__Exercise goal__. Locate each line of the material that contains "UnknownPropositionId", then return it.

---- Material shown

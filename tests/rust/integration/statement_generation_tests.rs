//! Integration tests for SQL generation driven by a YAML catalog: dialect
//! surfaces, code translation, and the reference-pass statements.

#[cfg(test)]
mod statement_generation {
    use std::collections::HashSet;

    use propstream::dataspec::{
        Comparator, DataSourceCatalog, Filter, Value, ValueFilter,
    };
    use propstream::sqlgen::{ReferenceStatement, SelectStatement, SqlOrder};

    const LAB_CATALOG: &str = r#"
backend_id: clinical-db
dialect: ansi
entities:
  - name: Patient
    proposition_ids: [PATIENT]
    kind: constant
    base_spec: { table: PATIENT, column: id }
    unique_id_specs:
      - { table: PATIENT, column: id }
  - name: Lab
    proposition_ids: [LAB]
    kind: primitive
    base_spec:
      joins:
        - { from_table: LAB, from_column: patient_id,
            to_table: PATIENT, to_column: id }
      table: PATIENT
      column: id
    unique_id_specs:
      - { table: LAB, column: lab_id }
    value_spec: { table: LAB, column: value }
    value_type: number
    start_time_spec: { table: LAB, column: time }
    reference_specs:
      - name: patient
        target_entity: Patient
        path:
          - { from_table: LAB, from_column: patient_id,
              to_table: PATIENT, to_column: id }
        cardinality: one
"#;

    const DIAGNOSIS_CATALOG: &str = r#"
backend_id: clinical-db
dialect: mysql
entities:
  - name: Diagnosis
    proposition_ids: ["ICD9:250.00", "ICD9:401.9"]
    kind: event
    base_spec:
      joins:
        - { from_table: DIAGNOSIS, from_column: patient_id,
            to_table: PATIENT, to_column: id }
      table: PATIENT
      column: id
    unique_id_specs:
      - { table: DIAGNOSIS, column: dx_id }
    code_spec:
      table: DIAGNOSIS
      column: code
      code_mappings:
        - { proposition_id: "ICD9:250.00", sql_code: "25000" }
        - { proposition_id: "ICD9:401.9", sql_code: "4019" }
    start_time_spec: { table: DIAGNOSIS, column: start_dt }
    finish_time_spec: { table: DIAGNOSIS, column: end_dt }
  - name: Patient
    proposition_ids: [PATIENT]
    kind: constant
    base_spec: { table: PATIENT, column: id }
    unique_id_specs:
      - { table: PATIENT, column: id }
"#;

    fn requested(ids: &[&str]) -> HashSet<String> {
        ids.iter().map(|s| s.to_string()).collect()
    }

    #[test]
    fn catalog_loads_from_a_file() {
        let dir = tempfile::tempdir().unwrap();
        let path = dir.path().join("catalog.yaml");
        std::fs::write(&path, LAB_CATALOG).unwrap();
        let catalog = DataSourceCatalog::from_yaml_file(&path).unwrap();
        assert_eq!(catalog.backend_id(), "clinical-db");
        assert!(catalog.entity("Lab").is_some());
        assert!(catalog.entity_for_proposition("LAB").is_some());
    }

    #[test]
    fn filtered_lab_query_statement_shape() {
        let catalog = DataSourceCatalog::from_yaml_str(LAB_CATALOG).unwrap();
        let lab = catalog.entity("Lab").unwrap();
        let prop_ids = requested(&["LAB"]);
        let filters = vec![Filter::Value(ValueFilter {
            proposition_ids: vec!["LAB".to_string()],
            comparator: Comparator::Gt,
            value: Value::Number(5.0),
        })];
        let key_ids = vec!["P1".to_string(), "P2".to_string()];
        let (sql, info) = SelectStatement {
            entity_spec: lab,
            entity_specs: catalog.related_entities(lab),
            filters: &filters,
            prop_ids: &prop_ids,
            key_ids: &key_ids,
            order: Some(SqlOrder::Ascending),
            dialect: catalog.dialect().dialect(),
            wrap_key_id: false,
            staging: &[],
        }
        .generate()
        .unwrap();
        assert_eq!(
            sql,
            "SELECT a1.id, a0.lab_id, a0.value, a0.time \
             FROM LAB a0 JOIN PATIENT a1 ON a0.patient_id = a1.id \
             WHERE a1.id IN ('P1', 'P2') AND a0.value > 5 \
             ORDER BY a1.id, a0.time ASC"
        );
        assert_eq!(info.key_id_index, 0);
        assert_eq!(info.unique_id_indices["Lab"], vec![1]);
    }

    #[test]
    fn reference_statement_restricts_like_the_main_pass() {
        let catalog = DataSourceCatalog::from_yaml_str(LAB_CATALOG).unwrap();
        let lab = catalog.entity("Lab").unwrap();
        let patient = catalog.entity("Patient").unwrap();
        let prop_ids = requested(&["LAB", "PATIENT"]);
        let filters = vec![Filter::Value(ValueFilter {
            proposition_ids: vec!["LAB".to_string()],
            comparator: Comparator::Gt,
            value: Value::Number(5.0),
        })];
        let key_ids = vec!["P1".to_string()];
        let (sql, info) = ReferenceStatement {
            entity_spec: lab,
            reference_spec: &lab.reference_specs[0],
            target: patient,
            prop_ids: &prop_ids,
            filters: &filters,
            key_ids: &key_ids,
            dialect: catalog.dialect().dialect(),
            wrap_key_id: false,
            staging: &[],
        }
        .generate()
        .unwrap();
        assert_eq!(
            sql,
            "SELECT a1.id, a0.lab_id, a0.value \
             FROM LAB a0 JOIN PATIENT a1 ON a0.patient_id = a1.id \
             WHERE a1.id IN ('P1') AND a0.value > 5 ORDER BY a1.id"
        );
        // Target patient id collapses onto the key-id column.
        assert_eq!(info.reference_indices["patient"], vec![0]);
    }

    #[test]
    fn mysql_dialect_wraps_key_and_quotes_tables() {
        let catalog = DataSourceCatalog::from_yaml_str(DIAGNOSIS_CATALOG).unwrap();
        let diagnosis = catalog.entity("Diagnosis").unwrap();
        let prop_ids = requested(&["ICD9:250.00", "ICD9:401.9"]);
        let (sql, _) = SelectStatement {
            entity_spec: diagnosis,
            entity_specs: catalog.related_entities(diagnosis),
            filters: &[],
            prop_ids: &prop_ids,
            key_ids: &[],
            order: None,
            dialect: catalog.dialect().dialect(),
            wrap_key_id: true,
            staging: &[],
        }
        .generate()
        .unwrap();
        assert!(sql.starts_with("SELECT CONVERT(a1.id, CHAR)"), "{}", sql);
        assert!(sql.contains("FROM `DIAGNOSIS` a0 JOIN `PATIENT` a1"), "{}", sql);
    }

    #[test]
    fn discriminator_codes_are_translated_and_restricted() {
        let catalog = DataSourceCatalog::from_yaml_str(DIAGNOSIS_CATALOG).unwrap();
        let diagnosis = catalog.entity("Diagnosis").unwrap();
        // Only one of the two mapped ids requested.
        let prop_ids = requested(&["ICD9:250.00"]);
        let (sql, info) = SelectStatement {
            entity_spec: diagnosis,
            entity_specs: catalog.related_entities(diagnosis),
            filters: &[],
            prop_ids: &prop_ids,
            key_ids: &[],
            order: None,
            dialect: catalog.dialect().dialect(),
            wrap_key_id: false,
            staging: &[],
        }
        .generate()
        .unwrap();
        assert!(
            sql.contains("CASE a0.code WHEN '25000' THEN 'ICD9:250.00' ELSE a0.code END"),
            "{}",
            sql
        );
        assert!(sql.contains("WHERE a0.code IN ('25000')"), "{}", sql);
        assert!(info.code_index.is_some());
    }
}
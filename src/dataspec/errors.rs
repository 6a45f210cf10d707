use thiserror::Error;

#[derive(Debug, Error)]
pub enum CatalogError {
    #[error("Duplicate entity name '{0}' in catalog")]
    DuplicateEntity(String),

    #[error("Proposition id '{prop_id}' is mapped by both '{first}' and '{second}'")]
    DuplicateProposition {
        prop_id: String,
        first: String,
        second: String,
    },

    #[error("Entity '{entity}' references unknown entity '{target}'")]
    UnknownReferenceTarget { entity: String, target: String },

    #[error("Entity '{0}' maps more than one proposition id but has no discriminator column")]
    MissingDiscriminator(String),

    #[error("No entity spec for proposition id '{0}'")]
    UnknownPropositionId(String),

    #[error("Could not read catalog file: {0}")]
    Io(#[from] std::io::Error),

    #[error("Malformed catalog document: {0}")]
    Yaml(#[from] serde_yaml::Error),
}
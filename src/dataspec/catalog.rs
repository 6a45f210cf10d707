//! Catalog of entity specs for one data source backend.
//!
//! Catalogs are built once from a declarative document and are immutable for
//! the life of every query that reads them. A catalog is defined in YAML
//! with the following structure:
//!
//! ```yaml
//! backend_id: clinical_dw          # Provenance tag for reconstructed data
//! dialect: postgres                # ansi | mysql | postgres | sqlite
//! entities:
//!   - name: Lab
//!     proposition_ids: [LAB]
//!     kind: primitive              # constant | primitive | event
//!     base_spec:                   # key-id column, joins from LAB
//!       joins:
//!         - { from_table: LAB, from_column: patient_id,
//!             to_table: PATIENT, to_column: id }
//!       table: PATIENT
//!       column: id
//!     unique_id_specs:
//!       - { table: LAB, column: lab_id }
//!     value_spec: { table: LAB, column: value }
//!     value_type: number
//!     start_time_spec: { table: LAB, column: time }
//! ```

use std::collections::{HashMap, HashSet};
use std::path::Path;

use serde::{Deserialize, Serialize};

use crate::sqlgen::dialect::DialectKind;

use super::entity_spec::EntitySpec;
use super::errors::CatalogError;

/// Top-level catalog document.
#[derive(Debug, Clone, Serialize, Deserialize)]
pub struct CatalogConfig {
    pub backend_id: String,
    #[serde(default)]
    pub dialect: DialectKind,
    pub entities: Vec<EntitySpec>,
}

/// Validated, indexed view over a backend's entity specs.
#[derive(Debug, Clone)]
pub struct DataSourceCatalog {
    backend_id: String,
    dialect: DialectKind,
    entities: Vec<EntitySpec>,
    by_name: HashMap<String, usize>,
    by_prop_id: HashMap<String, usize>,
}

impl DataSourceCatalog {
    pub fn new(
        backend_id: impl Into<String>,
        dialect: DialectKind,
        entities: Vec<EntitySpec>,
    ) -> Result<Self, CatalogError> {
        let backend_id = backend_id.into();
        let mut by_name = HashMap::new();
        let mut by_prop_id: HashMap<String, usize> = HashMap::new();
        for (idx, entity) in entities.iter().enumerate() {
            if by_name.insert(entity.name.clone(), idx).is_some() {
                return Err(CatalogError::DuplicateEntity(entity.name.clone()));
            }
            if entity.needs_discriminator() && entity.code_spec.is_none() {
                return Err(CatalogError::MissingDiscriminator(entity.name.clone()));
            }
            for prop_id in &entity.proposition_ids {
                if let Some(prev) = by_prop_id.insert(prop_id.clone(), idx) {
                    return Err(CatalogError::DuplicateProposition {
                        prop_id: prop_id.clone(),
                        first: entities[prev].name.clone(),
                        second: entity.name.clone(),
                    });
                }
            }
        }
        for entity in &entities {
            for reference in &entity.reference_specs {
                if !by_name.contains_key(&reference.target_entity) {
                    return Err(CatalogError::UnknownReferenceTarget {
                        entity: entity.name.clone(),
                        target: reference.target_entity.clone(),
                    });
                }
            }
        }
        log::debug!(
            "Catalog loaded: {} entities, backend '{}'",
            entities.len(),
            backend_id
        );
        Ok(DataSourceCatalog {
            backend_id,
            dialect,
            entities,
            by_name,
            by_prop_id,
        })
    }

    pub fn from_config(config: CatalogConfig) -> Result<Self, CatalogError> {
        DataSourceCatalog::new(config.backend_id, config.dialect, config.entities)
    }

    pub fn from_yaml_str(document: &str) -> Result<Self, CatalogError> {
        let config: CatalogConfig = serde_yaml::from_str(document)?;
        DataSourceCatalog::from_config(config)
    }

    pub fn from_yaml_file(path: impl AsRef<Path>) -> Result<Self, CatalogError> {
        let document = std::fs::read_to_string(path)?;
        DataSourceCatalog::from_yaml_str(&document)
    }

    pub fn backend_id(&self) -> &str {
        &self.backend_id
    }

    pub fn dialect(&self) -> DialectKind {
        self.dialect
    }

    pub fn entities(&self) -> &[EntitySpec] {
        &self.entities
    }

    pub fn entity(&self, name: &str) -> Option<&EntitySpec> {
        self.by_name.get(name).map(|&idx| &self.entities[idx])
    }

    pub fn entity_for_proposition(&self, prop_id: &str) -> Option<&EntitySpec> {
        self.by_prop_id.get(prop_id).map(|&idx| &self.entities[idx])
    }

    /// Fail fast on any requested proposition id with no entity spec. Runs
    /// before any SQL executes.
    pub fn validate_proposition_ids<'a, I>(&self, prop_ids: I) -> Result<(), CatalogError>
    where
        I: IntoIterator<Item = &'a str>,
    {
        for prop_id in prop_ids {
            if !self.by_prop_id.contains_key(prop_id) {
                return Err(CatalogError::UnknownPropositionId(prop_id.to_string()));
            }
        }
        Ok(())
    }

    /// Entities producing any requested proposition id, in catalog order.
    pub fn entities_for_propositions(&self, prop_ids: &HashSet<String>) -> Vec<&EntitySpec> {
        self.entities
            .iter()
            .filter(|e| e.matches_any(prop_ids.iter().map(String::as_str)))
            .collect()
    }

    /// The entity set relevant to one statement pass: the primary entity
    /// plus every entity reachable from it through references.
    pub fn related_entities<'a>(&'a self, primary: &'a EntitySpec) -> Vec<&'a EntitySpec> {
        let mut related = vec![primary];
        let mut seen: HashSet<&str> = HashSet::from([primary.name.as_str()]);
        let mut frontier = vec![primary];
        while let Some(entity) = frontier.pop() {
            for reference in &entity.reference_specs {
                if seen.insert(&reference.target_entity) {
                    if let Some(target) = self.entity(&reference.target_entity) {
                        related.push(target);
                        frontier.push(target);
                    }
                }
            }
        }
        related
    }
}
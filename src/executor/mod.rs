//! Query execution: statement orchestration, the bounded producer/consumer
//! handoff, and the batch-handler seam consumers implement.

pub mod errors;
pub mod handler;
pub mod pipeline;
pub mod queue;

pub use errors::ExecutorError;
pub use handler::{BatchHandler, CollectingHandler, HandlerError};
pub use pipeline::{CancelFlag, ExecutorConfig, QueryExecutor, QueryRequest};
pub use queue::{BoundedQueue, DEFAULT_QUEUE_CAPACITY};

--------

__Written answer__.
    UnknownPropositionId(String),
                return Err(CatalogError::UnknownPropositionId(prop_id.to_string()));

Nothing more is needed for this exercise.